Individualising distress and labelling distressed women as unwell goes hand in hand with current – neoliberal – political mindsets. For example, we are expected to maintain ‘good’ mental health despite changes in political and organisational systems which contribute to and sustain inequality and injustices for women and othered communities.
Messages about self-care, help-seeking and individual resilience are all examples of the drive toward individual responsibility for mental wellbeing. Therefore, the unjust systems that oppress and disadvantage women and others are excused any responsibility.
A feminist understanding of ‘mental illness’
Mainstream approaches to treating distress or ‘mental illness’ and the messages surrounding it are largely uncritical – relying on taken-for granted knowledge. Such approaches, as above, are underpinned by biological and medical models and are predominantly understood from a medical and male viewpoint. This poses a problem for women and for marginalized and minoritised communities.
In the UK and other high-income countries, women are three times more likely than men to be diagnosed with depression and anxiety. This proportion increases when women are also Black, lesbian and/or older. Historically, women are more likely to be institutionalized, in asylums and hospitals, receive psychosurgery, electroconvulsive therapy and psychotropic medication (particularly antidepressants), which can be accompanied by harmful side and withdrawal effects, including suicidal thoughts.
Medicalizing women’s distress and focusing on the individual is a form of institutionalized gaslighting, as their distress symptoms are reduced to a diagnosis yet their voices, experiences and the contexts contributing to their suffering are overlooked. In feminist research, women participants often resisted a medicalized diagnosis of depression as they attributed the cause of their misery to structural factors, including poverty and violence.
We argue that focusing on the personal, overlooks the political, and fails to hold to account those systems, structures and cultures which contribute to and sustain social, colonial and economic injustices, gender-based violence or the impact of work cultures and working conditions on women. This includes women nurses and ethnically diverse nurses and will apply to women working in other occupations, including doctors.
What is the ambition of this project?
This ground-breaking project has five different studies which will capture the diverse experiences and accounts of a range of women nurses and those from the global majority. We will also be capturing the views of the public, including friends and families of nurses to explore their understanding of what contributes to nurse distress and suicidality. In providing space and opportunities for new perspectives, we will gain a more nuanced understanding of relevant contexts while providing a voice and platform for under-represented nurses.
The project aims to transform research approaches, and trends in suicidology and significantly shift our understanding of the contexts that contribute to distress and suicidality within the nursing population. This research may also have direct implications for women working in other occupational groups. We wish to launch a more nuanced approach and debate about the contexts that impact women inside and outside the workplace.
The project will lead to societal benefits too by increasing public understanding of these issues.
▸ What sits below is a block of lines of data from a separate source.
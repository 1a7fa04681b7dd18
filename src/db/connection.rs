use std::sync::Arc;

use mongodb::{bson::doc, options::ClientOptions, Client};
use tracing::info;

use crate::config::{Config, StoreKind};
use crate::db::{memory::MemoryStore, mongo::MongoStore, Datastore};
use crate::utils::error::{AppError, AppResult};

pub async fn init_db(mongo_uri: &str, db_name: &str) -> AppResult<MongoStore> {
    let mut client_options = ClientOptions::parse(mongo_uri)
        .await
        .map_err(|e| AppError::DatabaseError(format!("Failed to parse MongoDB URI: {}", e)))?;

    client_options.app_name = Some("PollingApp".to_string());

    let client = Client::with_options(client_options)
        .map_err(|e| AppError::DatabaseError(format!("Failed to initialize MongoDB client: {}", e)))?;

    let db = client.database(db_name);
    db.run_command(doc! { "ping": 1 }).await?;

    info!(database = db_name, "Database connection successful");

    let store = MongoStore::new(client, db);
    store.ensure_indexes().await?;

    Ok(store)
}

/// Builds the backend selected by `STORE`.
pub async fn init_store(config: &Config) -> AppResult<Arc<dyn Datastore>> {
    match config.store {
        StoreKind::Mongo => {
            let uri = config
                .mongo_uri
                .as_deref()
                .ok_or_else(|| AppError::InternalError("MONGO_URI must be set in .env".to_string()))?;
            let name = config
                .db_name
                .as_deref()
                .ok_or_else(|| AppError::InternalError("DB_NAME must be set in .env".to_string()))?;

            Ok(Arc::new(init_db(uri, name).await?))
        }
        StoreKind::Memory => {
            info!("Using in-memory store; data is lost on shutdown");
            Ok(Arc::new(MemoryStore::new()))
        }
    }
}
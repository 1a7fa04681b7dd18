use async_trait::async_trait;
use futures_util::TryStreamExt;
use mongodb::{
    bson::{doc, from_document, oid::ObjectId},
    error::{ErrorKind, WriteFailure},
    options::IndexOptions,
    Client, Collection, Database, IndexModel,
};
use tracing::info;

use crate::db::{Datastore, POLLS, USERS, VOTES};
use crate::models::{
    poll_models::{ChoiceCount, Poll},
    user_models::User,
    vote_models::Vote,
};
use crate::utils::error::{AppError, AppResult};

const DUPLICATE_KEY: i32 = 11000;

#[derive(Clone)]
pub struct MongoStore {
    client: Client,
    db: Database,
}

impl MongoStore {
    pub fn new(client: Client, db: Database) -> Self {
        Self { client, db }
    }

    pub fn database(&self) -> &Database {
        &self.db
    }

    fn polls(&self) -> Collection<Poll> {
        self.db.collection::<Poll>(POLLS)
    }

    fn votes(&self) -> Collection<Vote> {
        self.db.collection::<Vote>(VOTES)
    }

    fn users(&self) -> Collection<User> {
        self.db.collection::<User>(USERS)
    }

    /// Unique emails and a lookup index for result aggregation.
    pub async fn ensure_indexes(&self) -> AppResult<()> {
        let unique_email = IndexModel::builder()
            .keys(doc! { "email": 1 })
            .options(IndexOptions::builder().unique(true).build())
            .build();
        self.users().create_index(unique_email).await?;

        let votes_by_poll = IndexModel::builder().keys(doc! { "poll": 1 }).build();
        self.votes().create_index(votes_by_poll).await?;

        info!("MongoDB indexes ensured");
        Ok(())
    }
}

fn is_duplicate_key(err: &mongodb::error::Error) -> bool {
    matches!(
        err.kind.as_ref(),
        ErrorKind::Write(WriteFailure::WriteError(write_error)) if write_error.code == DUPLICATE_KEY
    )
}

#[async_trait]
impl Datastore for MongoStore {
    async fn insert_poll(&self, poll: &Poll) -> AppResult<()> {
        self.polls().insert_one(poll).await?;
        Ok(())
    }

    async fn find_polls(&self) -> AppResult<Vec<Poll>> {
        let cursor = self.polls().find(doc! {}).sort(doc! { "_id": 1 }).await?;
        let polls: Vec<Poll> = cursor.try_collect().await?;
        Ok(polls)
    }

    async fn find_poll(&self, id: ObjectId) -> AppResult<Option<Poll>> {
        Ok(self.polls().find_one(doc! { "_id": id }).await?)
    }

    async fn insert_vote(&self, vote: &Vote) -> AppResult<()> {
        self.votes().insert_one(vote).await?;
        Ok(())
    }

    async fn count_votes_by_choice(&self, poll_id: ObjectId) -> AppResult<Vec<ChoiceCount>> {
        let pipeline = vec![
            doc! { "$match": { "poll": poll_id } },
            doc! { "$group": { "_id": "$selection", "count": { "$sum": 1 } } },
        ];

        let mut cursor = self.votes().aggregate(pipeline).await?;

        let mut counts = Vec::new();
        while let Some(document) = cursor.try_next().await? {
            counts.push(from_document::<ChoiceCount>(document)?);
        }

        Ok(counts)
    }

    async fn insert_user(&self, user: &User) -> AppResult<()> {
        match self.users().insert_one(user).await {
            Ok(_) => Ok(()),
            Err(e) if is_duplicate_key(&e) => Err(AppError::Conflict(
                "An account with this email already exists".to_string(),
            )),
            Err(e) => Err(e.into()),
        }
    }

    async fn find_user_by_email(&self, email: &str) -> AppResult<Option<User>> {
        Ok(self.users().find_one(doc! { "email": email }).await?)
    }

    async fn shutdown(&self) {
        self.client.clone().shutdown().await;
        info!("MongoDB client shut down");
    }
}
use chrono::{DateTime, Utc};
use mongodb::bson::oid::ObjectId;
use serde::{Deserialize, Serialize};
use validator::Validate;

#[derive(Debug, Serialize, Deserialize, Clone, PartialEq)]
#[serde(rename_all = "camelCase")]
pub struct Poll {
    #[serde(rename = "_id")]
    pub id: ObjectId,
    #[serde(default, skip_serializing_if = "Option::is_none")]
    pub question: Option<String>,
    pub choices: Vec<Choice>,
    pub author: ObjectId,
    pub created_at: DateTime<Utc>,
}

impl Poll {
    pub fn has_choice(&self, choice_id: &ObjectId) -> bool {
        self.choices.iter().any(|choice| &choice.id == choice_id)
    }

    pub fn choice_position(&self, choice_id: &ObjectId) -> Option<usize> {
        self.choices.iter().position(|choice| &choice.id == choice_id)
    }
}

#[derive(Debug, Serialize, Deserialize, Clone, PartialEq)]
pub struct Choice {
    #[serde(rename = "_id")]
    pub id: ObjectId,
    pub label: String,
}

/// Poll as submitted by a client, before ids are assigned.
#[derive(Debug, Serialize, Deserialize, Clone, Default, Validate)]
pub struct PollDraft {
    #[serde(default)]
    pub question: Option<String>,
    #[serde(default)]
    #[validate(length(min = 1, message = "A poll needs at least one choice"))]
    pub choices: Vec<ChoiceDraft>,
}

#[derive(Debug, Serialize, Deserialize, Clone, Default)]
pub struct ChoiceDraft {
    #[serde(default)]
    pub label: String,
}

impl PollDraft {
    pub fn new<I, L>(question: Option<&str>, labels: I) -> Self
    where
        I: IntoIterator<Item = L>,
        L: Into<String>,
    {
        Self {
            question: question.map(str::to_string),
            choices: labels
                .into_iter()
                .map(|label| ChoiceDraft { label: label.into() })
                .collect(),
        }
    }
}

/// Number of votes a single choice received.
#[derive(Debug, Serialize, Deserialize, Clone, PartialEq, Eq)]
pub struct ChoiceCount {
    #[serde(rename = "_id")]
    pub choice_id: ObjectId,
    pub count: i64,
}
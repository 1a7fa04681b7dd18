use axum::{
    extract::{Extension, State},
    Json,
};

use crate::controllers::poll_controllers::models::PollResponse;
use crate::models::poll_models::PollDraft;
use crate::services::poll_service;
use crate::state::AppState;
use crate::utils::auth::AuthUser;
use crate::utils::error::AppResult;
use crate::utils::extract::ValidatedJson;

pub async fn create_poll(
    State(state): State<AppState>,
    Extension(user): Extension<AuthUser>,
    ValidatedJson(payload): ValidatedJson<PollDraft>,
) -> AppResult<Json<PollResponse>> {
    let poll = poll_service::create_poll(state.store.as_ref(), payload, user.id).await?;

    Ok(Json(poll.into()))
}
use axum::{routing::post, Router};

use crate::controllers::user_controllers::{login, signup};
use crate::state::AppState;

pub fn user_routes(state: AppState) -> Router {
    Router::new()
        .route("/signup", post(signup::signup))
        .route("/login", post(login::login))
        .with_state(state)
}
We want to change hearts and minds so that suicide is no longer viewed as an individual problem and its contexts are more widely understood.
I am proud to be leading this ambitious project with a passionate and experienced team, who include international experts, award-winning creative artists and, crucially, nurses themselves, who have shaped the project and research priorities. Over the next 5+ years, we will be working with nurses, for nurses, to radically revision our understanding of distress and suicidality within the nursing community.